Our group studies changes in motivation, memory and decision-making that occur in neurological disease. We combine behavioural, neuroimaging, and pharmacological experiments to apply cognitive neuroscience to clinical problems.
Motivation is our ability to perform better with incentives. It allows us to exceed our natural performance limits, by
- energising action,
- boosting attention, and
- improving motor and cognitive precision.
We model motivation using the idea of “costly noise-reduction”. According to this view, the signal-to-noise ratio in the brain can be increased, but this is expensive. The cost for being precise explains why we perform better when we are likely to be rewarded. The lab studies the nature of these precision costs:
- Do specific brain structures help control noise?

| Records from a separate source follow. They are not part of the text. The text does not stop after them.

//! Placeholder text generation for the chunked streaming endpoint.
//!
//! A request asks for `length` characters delivered in runs of
//! `chunk_size`. The payload is the embedded [`SOURCE_TEXT`] repeated until
//! it covers `length` and then cut to exactly that many characters. The
//! payload is split lazily by [`split_chunks`] and a [`ChunkPlan`] emits its
//! chunks one by one through [`ChunkPlan::stream`].

pub mod stream;

use std::num::NonZeroUsize;

use thiserror::Error;

pub use stream::DEFAULT_CHUNK_DELAY;

/// Default number of characters in a generated payload.
pub const DEFAULT_LENGTH: usize = 1000;
/// Default number of characters per emitted chunk.
pub const DEFAULT_CHUNK_SIZE: usize = 100;

/// Filler text every payload is cut from.
pub const SOURCE_TEXT: &str = "
Lorem ipsum dolor sit amet, consectetur adipiscing elit. Sed do eiusmod tempor incididunt ut labore et dolore magna aliqua. Ut enim ad minim veniam, quis nostrud exercitation ullamco laboris nisi ut aliquip ex ea commodo consequat. Duis aute irure dolor in reprehenderit in voluptate velit esse cillum dolore eu fugiat nulla pariatur. Excepteur sint occaecat cupidatat non proident, sunt in culpa qui officia deserunt mollit anim id est laborum.

Sed ut perspiciatis unde omnis iste natus error sit voluptatem accusantium doloremque laudantium, totam rem aperiam, eaque ipsa quae ab illo inventore veritatis et quasi architecto beatae vitae dicta sunt explicabo. Nemo enim ipsam voluptatem quia voluptas sit aspernatur aut odit aut fugit, sed quia consequuntur magni dolores eos qui ratione voluptatem sequi nesciunt. Neque porro quisquam est, qui dolorem ipsum quia dolor sit amet, consectetur, adipisci velit, sed quia non numquam eius modi tempora incidunt ut labore et dolore magnam aliquam quaerat voluptatem. Ut enim ad minima veniam, quis nostrum exercitationem ullam corporis suscipit laboriosam, nisi ut aliquid ex ea commodi consequatur? Quis autem vel eum iure reprehenderit qui in ea voluptate velit esse quam nihil molestiae consequatur, vel illum qui dolorem eum fugiat quo voluptas nulla pariatur?

At vero eos et accusamus et iusto odio dignissimos ducimus qui blanditiis praesentium voluptatum deleniti atque corrupti quos dolores et quas molestias excepturi sint occaecati cupiditate non provident, similique sunt in culpa qui officia deserunt mollit anim id est laborum et dolorum fuga. Et harum quidem rerum facilis est et expedita distinctio. Nam libero tempore, cum soluta nobis est eligendi optio cumque nihil impedit quo minus id quod maxime placeat facere possimus, omnis voluptas assumenda est, omnis dolor repellendus. Temporibus autem quibusdam et aut officiis debitis aut rerum necessitatibus saepe eveniet ut et voluptates repudiandae sint et molestiae non recusandae. Itaque earum rerum hic tenetur a sapiente delectus, ut aut reiciendis voluptatibus maiores alias consequatur aut perferendis doloribus asperiores repellat.
";

#[derive(Debug, Error, PartialEq, Eq)]
pub enum ChunkError {
    #[error("chunk size must be at least 1")]
    ZeroChunkSize,
}

/// Number of characters in [`SOURCE_TEXT`].
pub fn source_len() -> usize {
    SOURCE_TEXT.chars().count()
}

/// How many copies of the source text are needed to cover `length` characters.
pub fn repetitions_for(length: usize) -> usize {
    length.div_ceil(source_len())
}

/// Build a payload of exactly `length` characters from the source text.
pub fn generate_payload(length: usize) -> String {
    let mut payload = SOURCE_TEXT.repeat(repetitions_for(length));
    if let Some((cut, _)) = payload.char_indices().nth(length) {
        payload.truncate(cut);
    }
    payload
}

/// Split `payload` into successive runs of `chunk_size` characters.
///
/// The last chunk may be shorter. An empty payload yields no chunks. Chunks
/// borrow from `payload`, nothing is copied until a caller asks for it.
pub fn split_chunks(payload: &str, chunk_size: NonZeroUsize) -> Chunks<'_> {
    Chunks {
        rest: payload,
        chunk_size: chunk_size.get(),
    }
}

/// Iterator over the chunks of a payload, see [`split_chunks`].
#[derive(Debug, Clone)]
pub struct Chunks<'a> {
    rest: &'a str,
    chunk_size: usize,
}

impl<'a> Iterator for Chunks<'a> {
    type Item = &'a str;

    fn next(&mut self) -> Option<&'a str> {
        if self.rest.is_empty() {
            return None;
        }
        let cut = self
            .rest
            .char_indices()
            .nth(self.chunk_size)
            .map_or(self.rest.len(), |(idx, _)| idx);
        let (chunk, rest) = self.rest.split_at(cut);
        self.rest = rest;
        Some(chunk)
    }
}

/// Validated parameters of one streaming request.
#[derive(Debug, Clone, Copy, PartialEq, Eq)]
pub struct ChunkPlan {
    length: usize,
    chunk_size: NonZeroUsize,
}

impl Default for ChunkPlan {
    fn default() -> Self {
        Self {
            length: DEFAULT_LENGTH,
            chunk_size: NonZeroUsize::new(DEFAULT_CHUNK_SIZE).unwrap_or(NonZeroUsize::MIN),
        }
    }
}

impl ChunkPlan {
    pub fn new(length: usize, chunk_size: usize) -> Result<Self, ChunkError> {
        let chunk_size = NonZeroUsize::new(chunk_size).ok_or(ChunkError::ZeroChunkSize)?;
        Ok(Self { length, chunk_size })
    }

    pub fn length(&self) -> usize {
        self.length
    }

    pub fn chunk_size(&self) -> usize {
        self.chunk_size.get()
    }

    /// Number of chunks the plan produces, zero for an empty payload.
    pub fn chunk_count(&self) -> usize {
        self.length.div_ceil(self.chunk_size.get())
    }

    pub fn payload(&self) -> String {
        generate_payload(self.length)
    }
}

- Are there specific brain chemicals involved?
- Can these costs be increased in disease and reduced by drugs?
We study patients with neurodegenerative disorders like Parkinson’s disease, and patients who have brain damage, for example due to stroke. By studying the effects of reward on behaviour in these groups, and whether the neurotransmitters dopamine and acetylcholine modulate these effects, we test quantitative computational and neuroeconomic models of motivation.
Our lab has broad interests, applying neuropsychological methods to open questions in cognitive neuroscience. We are especially interested in working memory, attention and motivation. Cognitive models of these functions generate testable neural predictions about what we should observe when neurotransmitters are modulated, and when specific brain areas are damaged. These predictions can then be tested by comparing behavioural performance of healthy volunteers and patients with neurological disease. We collaborate with several other groups including with Prof Masud Husain, Prof Mark Stokes, and Prof Rafal Bogacz.
Major questions we wish to answer include:
- Is dopamine responsible for learning along multiple dimensions of outcomes?
- Does motivation depend on frontostriatal dopamine? (Manohar et al Current Biology 2015)
- Do acetylcholine and dopamine influence reward-based decision-making?
- Can we modulate attention through cholinergic drugs?
- How do neurons support attention in working memory? (Manohar et al. 2017)
To manipulate neurotransmitters, we administer dopaminergic and cholinergic drugs to healthy volunteers, and study patients with Parkinson’s disease on and off their medication. To study the effect of brain lesions, we test patients who have focal damage in the frontal lobes. We also have access to neurological patients with a number of other diseases.
The main methods that we use for testing include eye tracking, pupillometry and decision-making tasks, combined with computational modelling, but we also have at our disposal functional MRI, EEG and MEG.
Principal Investigator: Prof Sanjay Manohar
As part of this Master’s / DPhil project, you will gain experience in designing experiments, using an eye tracker, and pupillometry. You will also have the opportunity to work with patients, or to study the effects of dopaminergic medication. If interested, you will also have the opportunity to learn how to apply computational modelling and machine learning to data.
You will work in a team comprising a postdoctoral researcher, a research assistant, other DPhil students and undergraduates. There will be plenty of guidance on day-to-day issues, plus a weekly meeting with the supervisor. We hold weekly lab meetings, and you will have an opportunity to present your design and data to the group.